┌──

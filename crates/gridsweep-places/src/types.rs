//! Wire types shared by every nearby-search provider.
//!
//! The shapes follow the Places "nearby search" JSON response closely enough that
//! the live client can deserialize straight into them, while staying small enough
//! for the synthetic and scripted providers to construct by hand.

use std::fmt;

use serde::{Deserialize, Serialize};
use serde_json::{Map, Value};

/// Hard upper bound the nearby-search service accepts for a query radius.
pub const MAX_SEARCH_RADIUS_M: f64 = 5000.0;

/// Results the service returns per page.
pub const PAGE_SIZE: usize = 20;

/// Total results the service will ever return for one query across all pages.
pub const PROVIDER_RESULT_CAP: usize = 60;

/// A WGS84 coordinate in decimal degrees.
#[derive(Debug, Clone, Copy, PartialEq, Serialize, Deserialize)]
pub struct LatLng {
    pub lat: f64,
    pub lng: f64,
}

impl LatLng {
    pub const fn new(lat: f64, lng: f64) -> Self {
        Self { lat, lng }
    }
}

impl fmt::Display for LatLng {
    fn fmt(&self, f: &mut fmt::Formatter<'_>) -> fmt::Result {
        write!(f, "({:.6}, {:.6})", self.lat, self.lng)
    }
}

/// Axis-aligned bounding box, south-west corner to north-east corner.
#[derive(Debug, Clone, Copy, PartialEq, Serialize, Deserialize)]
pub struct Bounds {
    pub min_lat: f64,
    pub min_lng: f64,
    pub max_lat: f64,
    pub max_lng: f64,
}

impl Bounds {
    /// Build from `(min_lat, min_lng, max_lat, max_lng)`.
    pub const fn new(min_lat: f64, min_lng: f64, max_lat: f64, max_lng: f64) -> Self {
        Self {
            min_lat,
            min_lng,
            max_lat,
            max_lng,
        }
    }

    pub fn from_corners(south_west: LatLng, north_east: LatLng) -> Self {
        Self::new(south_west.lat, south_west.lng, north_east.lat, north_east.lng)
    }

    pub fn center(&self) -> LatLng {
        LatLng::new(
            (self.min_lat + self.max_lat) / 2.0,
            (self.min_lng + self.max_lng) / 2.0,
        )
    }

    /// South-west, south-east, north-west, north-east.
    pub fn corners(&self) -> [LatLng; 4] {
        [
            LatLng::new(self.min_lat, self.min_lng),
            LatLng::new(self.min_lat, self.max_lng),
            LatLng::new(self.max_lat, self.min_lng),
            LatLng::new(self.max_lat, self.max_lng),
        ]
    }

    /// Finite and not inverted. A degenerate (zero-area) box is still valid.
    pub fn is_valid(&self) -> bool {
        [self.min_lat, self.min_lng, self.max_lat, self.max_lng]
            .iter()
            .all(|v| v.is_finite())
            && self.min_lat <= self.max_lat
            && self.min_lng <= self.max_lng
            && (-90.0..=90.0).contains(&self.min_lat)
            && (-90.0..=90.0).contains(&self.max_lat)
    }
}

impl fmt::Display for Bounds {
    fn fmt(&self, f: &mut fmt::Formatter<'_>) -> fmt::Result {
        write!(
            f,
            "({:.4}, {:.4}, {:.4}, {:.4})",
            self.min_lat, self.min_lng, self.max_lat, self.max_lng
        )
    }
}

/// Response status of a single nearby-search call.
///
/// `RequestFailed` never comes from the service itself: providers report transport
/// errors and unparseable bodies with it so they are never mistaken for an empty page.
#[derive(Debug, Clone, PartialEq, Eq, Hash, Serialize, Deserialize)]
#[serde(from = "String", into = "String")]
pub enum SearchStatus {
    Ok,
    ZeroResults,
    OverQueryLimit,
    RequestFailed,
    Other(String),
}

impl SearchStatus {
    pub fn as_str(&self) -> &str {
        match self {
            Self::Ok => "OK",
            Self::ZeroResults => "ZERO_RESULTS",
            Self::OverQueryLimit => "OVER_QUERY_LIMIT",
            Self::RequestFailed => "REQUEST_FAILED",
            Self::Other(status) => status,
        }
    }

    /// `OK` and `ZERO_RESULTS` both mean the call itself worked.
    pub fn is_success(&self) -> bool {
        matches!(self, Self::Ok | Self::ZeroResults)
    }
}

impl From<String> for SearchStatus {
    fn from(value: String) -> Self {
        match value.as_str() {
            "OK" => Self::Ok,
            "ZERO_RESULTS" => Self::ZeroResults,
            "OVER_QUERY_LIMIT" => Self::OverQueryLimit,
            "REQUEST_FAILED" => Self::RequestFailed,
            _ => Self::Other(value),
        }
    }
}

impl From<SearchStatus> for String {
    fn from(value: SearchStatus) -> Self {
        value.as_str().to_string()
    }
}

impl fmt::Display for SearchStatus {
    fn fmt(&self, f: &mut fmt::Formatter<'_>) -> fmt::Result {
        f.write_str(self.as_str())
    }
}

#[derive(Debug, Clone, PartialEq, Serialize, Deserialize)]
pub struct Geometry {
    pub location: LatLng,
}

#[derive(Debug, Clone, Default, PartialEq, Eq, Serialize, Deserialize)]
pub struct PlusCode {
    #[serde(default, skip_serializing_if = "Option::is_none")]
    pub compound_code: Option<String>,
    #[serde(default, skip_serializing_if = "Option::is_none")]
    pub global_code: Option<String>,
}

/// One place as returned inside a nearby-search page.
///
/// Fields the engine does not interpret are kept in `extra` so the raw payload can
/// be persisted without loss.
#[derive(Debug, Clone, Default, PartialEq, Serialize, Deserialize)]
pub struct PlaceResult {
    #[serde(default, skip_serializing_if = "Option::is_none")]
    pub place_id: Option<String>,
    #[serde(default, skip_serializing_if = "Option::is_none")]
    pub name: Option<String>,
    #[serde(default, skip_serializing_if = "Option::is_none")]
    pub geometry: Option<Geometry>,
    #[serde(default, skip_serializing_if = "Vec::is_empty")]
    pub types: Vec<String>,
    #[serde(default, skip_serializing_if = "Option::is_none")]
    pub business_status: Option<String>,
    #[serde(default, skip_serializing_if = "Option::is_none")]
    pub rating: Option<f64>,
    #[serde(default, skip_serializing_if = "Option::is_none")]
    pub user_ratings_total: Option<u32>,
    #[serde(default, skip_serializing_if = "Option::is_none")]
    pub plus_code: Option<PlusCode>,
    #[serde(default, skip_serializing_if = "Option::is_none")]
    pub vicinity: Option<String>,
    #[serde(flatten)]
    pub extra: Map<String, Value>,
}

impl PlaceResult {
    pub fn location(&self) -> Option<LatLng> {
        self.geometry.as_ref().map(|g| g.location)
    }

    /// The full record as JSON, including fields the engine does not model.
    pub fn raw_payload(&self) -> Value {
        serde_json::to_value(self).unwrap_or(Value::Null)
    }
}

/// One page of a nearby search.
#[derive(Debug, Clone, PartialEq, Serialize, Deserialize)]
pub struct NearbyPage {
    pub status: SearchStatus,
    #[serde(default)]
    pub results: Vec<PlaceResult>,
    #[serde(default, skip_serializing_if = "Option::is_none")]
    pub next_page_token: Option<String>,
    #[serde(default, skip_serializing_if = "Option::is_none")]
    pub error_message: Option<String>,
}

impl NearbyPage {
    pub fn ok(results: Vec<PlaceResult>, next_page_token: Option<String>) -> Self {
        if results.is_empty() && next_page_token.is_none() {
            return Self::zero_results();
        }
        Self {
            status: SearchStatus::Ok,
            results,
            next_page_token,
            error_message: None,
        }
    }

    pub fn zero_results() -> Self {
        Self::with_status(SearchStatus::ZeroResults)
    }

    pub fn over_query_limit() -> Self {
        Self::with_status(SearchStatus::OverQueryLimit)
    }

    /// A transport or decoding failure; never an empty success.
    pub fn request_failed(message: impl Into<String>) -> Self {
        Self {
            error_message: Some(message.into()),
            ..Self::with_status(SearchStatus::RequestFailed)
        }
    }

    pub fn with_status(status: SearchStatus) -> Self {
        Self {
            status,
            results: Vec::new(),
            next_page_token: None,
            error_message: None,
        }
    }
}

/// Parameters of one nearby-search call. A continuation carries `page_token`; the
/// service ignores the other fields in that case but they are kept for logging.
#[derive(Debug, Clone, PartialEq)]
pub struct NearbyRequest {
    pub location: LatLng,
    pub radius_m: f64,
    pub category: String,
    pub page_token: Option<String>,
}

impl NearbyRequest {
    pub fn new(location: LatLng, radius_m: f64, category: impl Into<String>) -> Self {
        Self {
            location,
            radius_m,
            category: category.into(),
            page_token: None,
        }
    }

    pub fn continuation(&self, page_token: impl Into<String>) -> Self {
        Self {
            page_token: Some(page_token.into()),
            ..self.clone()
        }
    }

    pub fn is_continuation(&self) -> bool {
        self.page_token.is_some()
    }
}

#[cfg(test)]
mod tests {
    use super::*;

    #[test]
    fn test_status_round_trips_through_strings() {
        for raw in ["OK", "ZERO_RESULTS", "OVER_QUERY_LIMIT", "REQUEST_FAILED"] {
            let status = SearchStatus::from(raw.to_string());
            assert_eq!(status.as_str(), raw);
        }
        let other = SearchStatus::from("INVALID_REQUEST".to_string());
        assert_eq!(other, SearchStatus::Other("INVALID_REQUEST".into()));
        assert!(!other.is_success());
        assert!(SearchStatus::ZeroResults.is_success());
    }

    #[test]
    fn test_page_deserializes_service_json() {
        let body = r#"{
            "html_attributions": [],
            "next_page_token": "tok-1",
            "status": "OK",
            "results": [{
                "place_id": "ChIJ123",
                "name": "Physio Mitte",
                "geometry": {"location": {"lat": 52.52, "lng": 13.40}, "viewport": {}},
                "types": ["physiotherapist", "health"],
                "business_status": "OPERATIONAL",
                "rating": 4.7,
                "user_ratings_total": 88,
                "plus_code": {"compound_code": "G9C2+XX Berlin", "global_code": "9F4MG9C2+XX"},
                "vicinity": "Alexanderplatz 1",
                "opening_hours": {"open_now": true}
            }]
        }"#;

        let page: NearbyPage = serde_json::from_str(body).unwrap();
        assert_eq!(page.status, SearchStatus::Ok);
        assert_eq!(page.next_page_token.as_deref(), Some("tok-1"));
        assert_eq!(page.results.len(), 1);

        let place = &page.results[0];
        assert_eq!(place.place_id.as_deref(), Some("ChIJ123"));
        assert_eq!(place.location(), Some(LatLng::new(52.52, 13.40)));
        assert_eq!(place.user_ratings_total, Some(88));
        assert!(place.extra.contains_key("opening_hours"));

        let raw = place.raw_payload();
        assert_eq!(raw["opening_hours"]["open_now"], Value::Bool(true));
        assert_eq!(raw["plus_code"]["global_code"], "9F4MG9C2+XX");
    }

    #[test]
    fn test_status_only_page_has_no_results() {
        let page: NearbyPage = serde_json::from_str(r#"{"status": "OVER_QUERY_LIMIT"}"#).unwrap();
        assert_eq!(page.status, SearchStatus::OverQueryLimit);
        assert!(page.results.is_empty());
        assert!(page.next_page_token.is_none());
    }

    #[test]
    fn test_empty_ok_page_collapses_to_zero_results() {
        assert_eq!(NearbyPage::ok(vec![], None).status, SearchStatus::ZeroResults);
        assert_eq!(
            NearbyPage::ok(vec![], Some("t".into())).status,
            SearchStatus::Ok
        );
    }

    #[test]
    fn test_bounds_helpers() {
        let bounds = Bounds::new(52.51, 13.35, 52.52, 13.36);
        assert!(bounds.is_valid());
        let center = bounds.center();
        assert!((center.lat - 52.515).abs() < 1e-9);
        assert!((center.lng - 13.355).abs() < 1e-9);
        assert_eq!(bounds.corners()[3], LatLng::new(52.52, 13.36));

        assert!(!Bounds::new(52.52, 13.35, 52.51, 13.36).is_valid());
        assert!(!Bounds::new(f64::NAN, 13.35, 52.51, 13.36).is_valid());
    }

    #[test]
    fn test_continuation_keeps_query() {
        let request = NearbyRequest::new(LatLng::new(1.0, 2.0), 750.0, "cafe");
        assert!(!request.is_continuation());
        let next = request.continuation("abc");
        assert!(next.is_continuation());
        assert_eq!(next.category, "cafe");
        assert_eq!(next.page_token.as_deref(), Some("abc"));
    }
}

└──

## THE PROBLEM
Exactly as written, please reproduce the lines from the first line of the data to the line containing "pub const fn new(lat: f64, lng: f64)", inclusive, and nothing else.

## OUTPUT OF THE EXERCISE
filename crates/gridsweep-places/src/types.rs
//! Wire types shared by every nearby-search provider.
//!
//! The shapes follow the Places "nearby search" JSON response closely enough that
//! the live client can deserialize straight into them, while staying small enough
//! for the synthetic and scripted providers to construct by hand.

use std::fmt;

use serde::{Deserialize, Serialize};
use serde_json::{Map, Value};

/// Hard upper bound the nearby-search service accepts for a query radius.
pub const MAX_SEARCH_RADIUS_M: f64 = 5000.0;

/// Results the service returns per page.
pub const PAGE_SIZE: usize = 20;

/// Total results the service will ever return for one query across all pages.
pub const PROVIDER_RESULT_CAP: usize = 60;

/// A WGS84 coordinate in decimal degrees.
#[derive(Debug, Clone, Copy, PartialEq, Serialize, Deserialize)]
pub struct LatLng {
    pub lat: f64,
    pub lng: f64,
}

impl LatLng {
    pub const fn new(lat: f64, lng: f64) -> Self {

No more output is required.